El historiador Albert Ibáñez Sanpol traza en La fortificació dels Pirineus el primer examen exhaustivo de los búnkers de la Cerdaña; la monografía se fija en los -así llamados en la terminología militar de la época- "centros de resistencia" de Martinet y completa el Parque de los Búnkers inaugurado en 2007.
Hasta no hace demasiado, pongamos que cinco años, los búnkers de la Línea P, la mayor obra de ingeniería militar del siglo XX español, eran poco más que siluetas fantasmagóricas que salpicaban el paisaje de la Cerdaña, del Alto Urgel e incluso de Andorra: fíjense bien si un día de estos, por una de aquella casualidades, pasean a los pies del Pic Negre, en el paraje de Camp Ramonet de Sant Julià de Lòria. Espectros que alimentaban la imaginación de unos poco iluminados, que cualquier conductor que circulaba por la N-260 veía a ambos lados de la carretera sin acabar de entender -¿qué es eso?- y de los que casi nadie sabía dar razón. La situación comenzó a cambiar en 2007 con la inauguración del Parque de los Búnkers de Martinet, y hace un par de años el también historiador Josep Clara publicó el primer y clarificador intento de sistematizar la poca información disponible en Els fortins de Franco, la biblia de la materia. Pues ahora es el turno de Albert Ibáñez Sanpol, que ha puesto su lupa de investigador en los dos centros de resistencia -esta es la terminología oficial que gastaba el ejército español de los años 40 para referirse a un conjunto más o menos autosuficiente de búnkers- levantados en la zona de Martinet i Montellà, en la Cerdaña. El resultado es Franco i la Línia P: la fortificació dels Pirineus, editado por Farell y que constituye una muy necesaria radiografía íntima y exhaustiva de los búnkers de este rincón de mundo.
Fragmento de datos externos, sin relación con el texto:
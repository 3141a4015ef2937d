use tower_http::{cors::CorsLayer, trace::TraceLayer};
use tracing_subscriber::{layer::SubscriberExt, util::SubscriberInitExt};

use chamada::api::middleware::state::AppState;
use chamada::config::Config;
use chamada::{db, jobs::token_sweeper};

#[tokio::main]
async fn main() -> anyhow::Result<()> {
    // Initialize tracing
    tracing_subscriber::registry()
        .with(
            tracing_subscriber::EnvFilter::try_from_default_env()
                .unwrap_or_else(|_| "chamada=debug,tower_http=debug".into()),
        )
        .with(tracing_subscriber::fmt::layer())
        .init();

    tracing::info!("Starting chamada server...");

    let config = Config::from_env()?;
    tracing::info!("Configuration loaded successfully");

    let pool = db::create_pool(&config.database_url, config.db_max_connections).await?;
    tracing::info!("Database pool created");

    db::run_migrations(&pool).await?;
    tracing::info!("Database migrations completed");

    // Kept alive for the lifetime of the server
    let _sweeper = match config.sweep_schedule.as_deref() {
        Some(schedule) => Some(token_sweeper::start(pool.clone(), schedule).await?),
        None => {
            tracing::info!("Check-in token sweeper disabled");
            None
        }
    };

    let addr = format!("{}:{}", config.host, config.port);
    let state = AppState::new(pool, config);

    let app = chamada::api::router()
        .layer(CorsLayer::permissive())
        .layer(TraceLayer::new_for_http())
        .with_state(state);

    let listener = tokio::net::TcpListener::bind(&addr).await?;
    tracing::info!("Listening on {}", addr);

    axum::serve(listener, app)
        .with_graceful_shutdown(shutdown_signal())
        .await?;

    Ok(())
}

async fn shutdown_signal() {
    if let Err(e) = tokio::signal::ctrl_c().await {
        tracing::error!(error = %e, "Failed to install CTRL+C signal handler");
        std::future::pending::<()>().await;
    }
    tracing::info!("Shutdown signal received, cleaning up...");
}
//! Per-teacher rosters and presence counters.
//!
//! Authorization is the caller's job; every function here trusts the
//! `teacher_id` it is given.

use sqlx::SqlitePool;
use std::collections::BTreeMap;
use uuid::Uuid;

use crate::error::{AppError, Result};
use crate::models::roster_entry::{CreateRosterEntryData, RosterEntry};

fn not_enrolled(student_name: &str) -> AppError {
    AppError::NotFound(format!("Student {} not found", student_name))
}

/// Rejects duplicates by name or by registration number; never merges.
pub async fn enroll(
    pool: &SqlitePool,
    teacher_id: Uuid,
    student_name: &str,
    registration_number: &str,
) -> Result<RosterEntry> {
    if let Some(existing) =
        RosterEntry::find_conflicting(pool, teacher_id, student_name, registration_number).await?
    {
        return Err(AppError::AlreadyEnrolled(format!(
            "Student {} ({}) is already enrolled",
            existing.student_name, existing.student_registration_number
        )));
    }

    let entry = RosterEntry::create(
        pool,
        CreateRosterEntryData {
            teacher_id,
            student_name: student_name.to_string(),
            student_registration_number: registration_number.to_string(),
        },
    )
    .await
    .map_err(|e| match e {
        sqlx::Error::Database(ref db) if db.is_unique_violation() => AppError::AlreadyEnrolled(
            format!("Student {} is already enrolled", student_name),
        ),
        other => AppError::Database(other),
    })?;

    tracing::info!(
        teacher_id = %teacher_id,
        student = %entry.student_registration_number,
        "Student enrolled"
    );

    Ok(entry)
}

pub async fn remove(pool: &SqlitePool, teacher_id: Uuid, student_name: &str) -> Result<()> {
    if !RosterEntry::delete_by_name(pool, teacher_id, student_name).await? {
        return Err(not_enrolled(student_name));
    }

    tracing::info!(teacher_id = %teacher_id, student_name = %student_name, "Student removed");

    Ok(())
}

pub async fn increment_presence(
    pool: &SqlitePool,
    teacher_id: Uuid,
    student_name: &str,
    registration_number: Option<&str>,
) -> Result<RosterEntry> {
    let entry =
        RosterEntry::increment_presence(pool, teacher_id, student_name, registration_number)
            .await?
            .ok_or_else(|| not_enrolled(student_name))?;

    tracing::info!(
        teacher_id = %teacher_id,
        student = %entry.student_registration_number,
        presence_count = entry.presence_count,
        "Presence recorded"
    );

    Ok(entry)
}

pub async fn list_roster(pool: &SqlitePool, teacher_id: Uuid) -> Result<Vec<RosterEntry>> {
    Ok(RosterEntry::list_by_teacher(pool, teacher_id).await?)
}

/// Teacher name -> total presences across all of that teacher's students.
///
/// Teachers sharing a display name are merged under that name.
pub async fn aggregate_by_teacher(pool: &SqlitePool) -> Result<BTreeMap<String, i64>> {
    let mut totals = BTreeMap::new();
    for row in RosterEntry::totals_by_teacher(pool).await? {
        *totals.entry(row.teacher_name).or_insert(0) += row.presence_count;
    }
    Ok(totals)
}

/// Teacher name -> presences of one student under that teacher
pub async fn presence_by_teacher_for_student(
    pool: &SqlitePool,
    registration_number: &str,
) -> Result<BTreeMap<String, i64>> {
    let mut counts = BTreeMap::new();
    for row in RosterEntry::list_for_student(pool, registration_number).await? {
        *counts.entry(row.teacher_name).or_insert(0) += row.presence_count;
    }
    Ok(counts)
}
Íntima porque destripa todos sus secretos; exhaustiva porque el autor se ha pateado, GPS en mano, todos y cada uno de los búnkers de la zona que han sobrevivido hasta hoy. Y para los aficionados a la cosa bélica, una tentación imposible de resistir, porque invita a pillar el morral al vuelo y lanzarse a la apasionante aventura de cazar búnkers por los bosques de la Cerdaña. Apasionante... y adictiva, como decimos una cosa decimos también la otra. Unos datos básicos, antes de entrar en materia: la Línea P tenía que ser una colosal obra de ingeniería militar con la que Franco pretendía blindar los Pirineos con la erección de unas 10.000 fortificaciones entre el Port de la Selva (Gerona) y Hendaya (Guipúzcoa), distribuidos entre 166 de los llamados centros de resistencia. La construcción comenzó en otoño de 1944 y se prolongó hasta 1957, aunque en fecha tan temprana como 1947, coincidiendo con el perdón occidental al régimen franquista, se abandonaron las obras más importantes. En total, se llegaron a levantar la mitad de los 10.000 búnkers proyectados, de los que unos 2.850 fueron a parar al sector catalán de la Línea P.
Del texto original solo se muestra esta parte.